Give back the whole listing exactly as it is written.

Exercise materials below:

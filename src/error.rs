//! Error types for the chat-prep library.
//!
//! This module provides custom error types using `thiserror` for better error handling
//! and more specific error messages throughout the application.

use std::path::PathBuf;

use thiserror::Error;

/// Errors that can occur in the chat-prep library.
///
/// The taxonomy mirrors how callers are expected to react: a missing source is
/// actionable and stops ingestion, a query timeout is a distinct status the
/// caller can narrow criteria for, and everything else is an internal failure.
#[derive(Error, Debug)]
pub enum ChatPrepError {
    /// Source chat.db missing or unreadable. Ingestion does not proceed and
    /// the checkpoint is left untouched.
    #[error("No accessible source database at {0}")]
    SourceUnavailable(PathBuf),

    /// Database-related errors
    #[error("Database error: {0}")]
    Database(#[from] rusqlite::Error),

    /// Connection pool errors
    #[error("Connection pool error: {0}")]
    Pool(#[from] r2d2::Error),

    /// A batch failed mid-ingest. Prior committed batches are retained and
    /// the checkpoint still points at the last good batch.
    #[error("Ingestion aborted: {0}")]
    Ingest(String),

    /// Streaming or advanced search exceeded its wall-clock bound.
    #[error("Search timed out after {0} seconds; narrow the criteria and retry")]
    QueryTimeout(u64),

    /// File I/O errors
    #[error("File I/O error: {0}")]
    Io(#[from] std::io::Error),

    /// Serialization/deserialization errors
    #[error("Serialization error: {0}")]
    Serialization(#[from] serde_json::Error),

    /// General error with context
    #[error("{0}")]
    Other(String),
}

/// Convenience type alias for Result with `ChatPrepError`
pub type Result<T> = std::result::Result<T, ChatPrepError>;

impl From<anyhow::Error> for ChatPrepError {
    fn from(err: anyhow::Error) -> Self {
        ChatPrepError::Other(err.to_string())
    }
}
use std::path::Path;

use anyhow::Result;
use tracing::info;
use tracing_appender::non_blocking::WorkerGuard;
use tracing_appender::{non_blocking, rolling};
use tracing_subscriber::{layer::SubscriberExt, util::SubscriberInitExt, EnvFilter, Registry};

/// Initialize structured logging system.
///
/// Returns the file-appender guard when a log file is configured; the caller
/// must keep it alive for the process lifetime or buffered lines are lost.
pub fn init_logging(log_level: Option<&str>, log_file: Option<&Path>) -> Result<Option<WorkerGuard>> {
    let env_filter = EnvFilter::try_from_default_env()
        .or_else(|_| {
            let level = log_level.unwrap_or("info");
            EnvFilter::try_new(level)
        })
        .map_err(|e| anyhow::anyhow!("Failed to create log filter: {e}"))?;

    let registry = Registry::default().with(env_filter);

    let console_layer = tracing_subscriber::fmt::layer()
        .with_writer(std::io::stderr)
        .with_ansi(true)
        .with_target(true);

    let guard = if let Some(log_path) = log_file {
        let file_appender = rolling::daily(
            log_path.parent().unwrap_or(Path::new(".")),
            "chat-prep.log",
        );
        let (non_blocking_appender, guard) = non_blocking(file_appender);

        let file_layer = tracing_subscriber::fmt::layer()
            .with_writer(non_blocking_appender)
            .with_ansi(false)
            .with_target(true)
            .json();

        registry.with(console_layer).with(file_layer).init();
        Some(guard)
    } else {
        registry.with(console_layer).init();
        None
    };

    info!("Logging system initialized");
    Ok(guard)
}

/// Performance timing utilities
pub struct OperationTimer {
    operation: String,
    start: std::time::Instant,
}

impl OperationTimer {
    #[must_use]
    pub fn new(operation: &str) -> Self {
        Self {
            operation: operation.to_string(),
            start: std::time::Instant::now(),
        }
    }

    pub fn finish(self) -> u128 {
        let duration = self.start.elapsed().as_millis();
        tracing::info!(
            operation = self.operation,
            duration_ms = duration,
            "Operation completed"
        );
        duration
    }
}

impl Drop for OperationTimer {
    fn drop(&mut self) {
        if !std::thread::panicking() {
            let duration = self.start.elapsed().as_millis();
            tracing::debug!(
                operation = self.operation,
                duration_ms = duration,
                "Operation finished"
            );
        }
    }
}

End of Exercise materials.

§ **Solved problem**:
filename src/error.rs
//! Error types for the chat-prep library.
//!
//! This module provides custom error types using `thiserror` for better error handling
//! and more specific error messages throughout the application.

use std::path::PathBuf;

use thiserror::Error;

/// Errors that can occur in the chat-prep library.
///
/// The taxonomy mirrors how callers are expected to react: a missing source is
/// actionable and stops ingestion, a query timeout is a distinct status the
/// caller can narrow criteria for, and everything else is an internal failure.
#[derive(Error, Debug)]
pub enum ChatPrepError {
    /// Source chat.db missing or unreadable. Ingestion does not proceed and
    /// the checkpoint is left untouched.
    #[error("No accessible source database at {0}")]
    SourceUnavailable(PathBuf),

    /// Database-related errors
    #[error("Database error: {0}")]
    Database(#[from] rusqlite::Error),

    /// Connection pool errors
    #[error("Connection pool error: {0}")]
    Pool(#[from] r2d2::Error),

    /// A batch failed mid-ingest. Prior committed batches are retained and
    /// the checkpoint still points at the last good batch.
    #[error("Ingestion aborted: {0}")]
    Ingest(String),

    /// Streaming or advanced search exceeded its wall-clock bound.
    #[error("Search timed out after {0} seconds; narrow the criteria and retry")]
    QueryTimeout(u64),

    /// File I/O errors
    #[error("File I/O error: {0}")]
    Io(#[from] std::io::Error),

    /// Serialization/deserialization errors
    #[error("Serialization error: {0}")]
    Serialization(#[from] serde_json::Error),

    /// General error with context
    #[error("{0}")]
    Other(String),
}

/// Convenience type alias for Result with `ChatPrepError`
pub type Result<T> = std::result::Result<T, ChatPrepError>;

impl From<anyhow::Error> for ChatPrepError {
    fn from(err: anyhow::Error) -> Self {
        ChatPrepError::Other(err.to_string())
    }
}
use std::path::Path;

use anyhow::Result;
use tracing::info;
use tracing_appender::non_blocking::WorkerGuard;
use tracing_appender::{non_blocking, rolling};
use tracing_subscriber::{layer::SubscriberExt, util::SubscriberInitExt, EnvFilter, Registry};

/// Initialize structured logging system.
///
/// Returns the file-appender guard when a log file is configured; the caller
/// must keep it alive for the process lifetime or buffered lines are lost.
pub fn init_logging(log_level: Option<&str>, log_file: Option<&Path>) -> Result<Option<WorkerGuard>> {
    let env_filter = EnvFilter::try_from_default_env()
        .or_else(|_| {
            let level = log_level.unwrap_or("info");
            EnvFilter::try_new(level)
        })
        .map_err(|e| anyhow::anyhow!("Failed to create log filter: {e}"))?;

    let registry = Registry::default().with(env_filter);

    let console_layer = tracing_subscriber::fmt::layer()
        .with_writer(std::io::stderr)
        .with_ansi(true)
        .with_target(true);

    let guard = if let Some(log_path) = log_file {
        let file_appender = rolling::daily(
            log_path.parent().unwrap_or(Path::new(".")),
            "chat-prep.log",
        );
        let (non_blocking_appender, guard) = non_blocking(file_appender);

        let file_layer = tracing_subscriber::fmt::layer()
            .with_writer(non_blocking_appender)
            .with_ansi(false)
            .with_target(true)
            .json();

        registry.with(console_layer).with(file_layer).init();
        Some(guard)
    } else {
        registry.with(console_layer).init();
        None
    };

    info!("Logging system initialized");
    Ok(guard)
}

/// Performance timing utilities
pub struct OperationTimer {
    operation: String,
    start: std::time::Instant,
}

impl OperationTimer {
    #[must_use]
    pub fn new(operation: &str) -> Self {
        Self {
            operation: operation.to_string(),
            start: std::time::Instant::now(),
        }
    }

    pub fn finish(self) -> u128 {
        let duration = self.start.elapsed().as_millis();
        tracing::info!(
            operation = self.operation,
            duration_ms = duration,
            "Operation completed"
        );
        duration
    }
}

impl Drop for OperationTimer {
    fn drop(&mut self) {
        if !std::thread::panicking() {
            let duration = self.start.elapsed().as_millis();
            tracing::debug!(
                operation = self.operation,
                duration_ms = duration,
                "Operation finished"
            );
        }
    }
}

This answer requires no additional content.